- Original language: Tamil
- Written by: Venkat
- Genre: Drama

Premiere
- Date: November 2021
- Directed by: Y. G. Mahendran

= Charukesi (play) =

Tamil-language play

Charukesi is a Tamil-language play written by Venkat and directed by Y. G. Mahendran, first staged in November 2021. The play, starring Mahendran, was later adapted into a film with Mahendran reprising his role.

== Plot ==
The story revolves around the title character, an ageing Carnatic musician with Alzheimer's disease.

== Cast ==
- Y. G. Mahendran as Charukesi

== Behind-the-scenes ==
Mahendran has stated that singer M. S. Subbulakshmi's diagnosis with Alzheimer's disease later in her life, to the point that she could no longer remember herself or recognise Mahendran despite having known him since he was an infant, became the inspiration for the story of Charukesi, which he and playwright Venkat developed. Playwright Crazy Mohan and his brother, actor Maadhu Balaji were also involved in initial story discussions; the brothers were of the idea to make the play a comedy but eventually desisted, not wanting to be insensitive.
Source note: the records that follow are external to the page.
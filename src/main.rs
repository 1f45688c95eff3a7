use actix_web::{middleware::Compress, web, App, HttpResponse, HttpServer};
use actix_cors::Cors;
use utoipa_swagger_ui::SwaggerUi;

mod auth;
mod error;
mod models;
mod openapi;
mod query;
mod rate_limit;
mod repo;
mod routes;
mod security;

#[cfg(feature = "inmem-store")]
use repo::inmem::InMemRepo;

use metrics_exporter_prometheus::{PrometheusBuilder, PrometheusHandle};
use openapi::ApiDoc;
use rate_limit::{InMemoryRateLimiter, RateLimitConfig, RateLimiterFacade};
use routes::{config, AppState};
use security::SecurityHeaders;
use std::sync::Arc;
use tracing::{info, Level};
use tracing_subscriber::EnvFilter;
use tracing_actix_web::TracingLogger;
use utoipa::OpenApi; // bring trait into scope for ApiDoc::openapi()

fn init_metrics() -> anyhow::Result<PrometheusHandle> {
    let handle = PrometheusBuilder::new().install_recorder()?;
    Ok(handle)
}

#[actix_web::main]
async fn main() -> std::io::Result<()> {
    // Load .env automatically only in debug builds to reduce manual setup
    // overhead; production env comes from the deployment.
    if cfg!(debug_assertions) {
        let _ = dotenv::dotenv();
    }

    validate_env_vars();

    tracing_subscriber::fmt()
        .with_env_filter(EnvFilter::from_default_env().add_directive(Level::INFO.into()))
        .init();

    info!("Bootstrapping tsudoi server");

    #[cfg(feature = "inmem-store")]
    let repo = InMemRepo::new();
    #[cfg(feature = "inmem-store")]
    info!("Using in-memory repository backend");

    let openapi = ApiDoc::openapi();
    info!("OpenAPI spec generated");

    let metrics_handle = match init_metrics() {
        Ok(h) => Some(h),
        Err(e) => {
            tracing::warn!("Prometheus recorder not installed: {e}");
            None
        }
    };

    let rate_limiter = RateLimiterFacade::new(
        InMemoryRateLimiter::new(
            std::env::var("RL_ENABLED").map(|v| v != "0").unwrap_or(true),
        ),
        RateLimitConfig::from_env(),
    );

    let server = HttpServer::new(move || {
        let cors = {
            let mut c = Cors::default()
                .allowed_origin("http://localhost:3000")
                .allowed_origin("http://127.0.0.1:3000")
                .allow_any_header()
                .allowed_methods(["GET", "POST", "PUT", "PATCH", "DELETE", "OPTIONS"])
                .supports_credentials()
                .max_age(3600);
            if let Ok(front) = std::env::var("FRONTEND_URL") {
                c = c.allowed_origin(&front);
            }
            c
        };

        let metrics_handle = metrics_handle.clone();
        App::new()
            .wrap(TracingLogger::default())
            .wrap(Compress::default())
            .wrap(SecurityHeaders::from_env().with_hsts(true))
            .wrap(cors)
            .configure(config)
            .service(SwaggerUi::new("/docs").url("/docs/openapi.json", openapi.clone()))
            .route(
                "/metrics",
                web::get().to(move || {
                    let body = metrics_handle
                        .as_ref()
                        .map(|h| h.render())
                        .unwrap_or_default();
                    async move { HttpResponse::Ok().content_type("text/plain").body(body) }
                }),
            )
            .app_data(web::Data::new(AppState {
                repo: Arc::new(repo.clone()),
                rate_limiter: rate_limiter.clone(),
            }))
    })
    .bind(("0.0.0.0", 8080))?;

    info!("Listening on http://0.0.0.0:8080 (all interfaces)");

    server.run().await
}

/// Validate that required environment variables are set.
fn validate_env_vars() {
    use std::env;

    let mut missing = Vec::new();
    for var in ["JWT_SECRET"] {
        if env::var(var).is_err() {
            missing.push(var);
        }
    }

    if !missing.is_empty() {
        eprintln!("Missing required environment variables: {:?}", missing);
        eprintln!("Please copy .env.example to .env and configure it");
        std::process::exit(1);
    }

    if let Ok(secret) = env::var("JWT_SECRET") {
        if secret.len() < 32 {
            eprintln!("JWT_SECRET must be at least 32 characters long for security");
            std::process::exit(1);
        }
    }
}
The title derives from Charukesi, a Carnatic raga. A plot detail suggested by Mahendran's wife Sudha was added starting with the play's 25th run.

== Production history ==
The play was first staged in November 2021 at Narada Gana Sabha in Chennai. It continued to be staged throughout 2022, especially at Krishnadevaraya, Bangalore, and in 2023 it was staged at Singapore.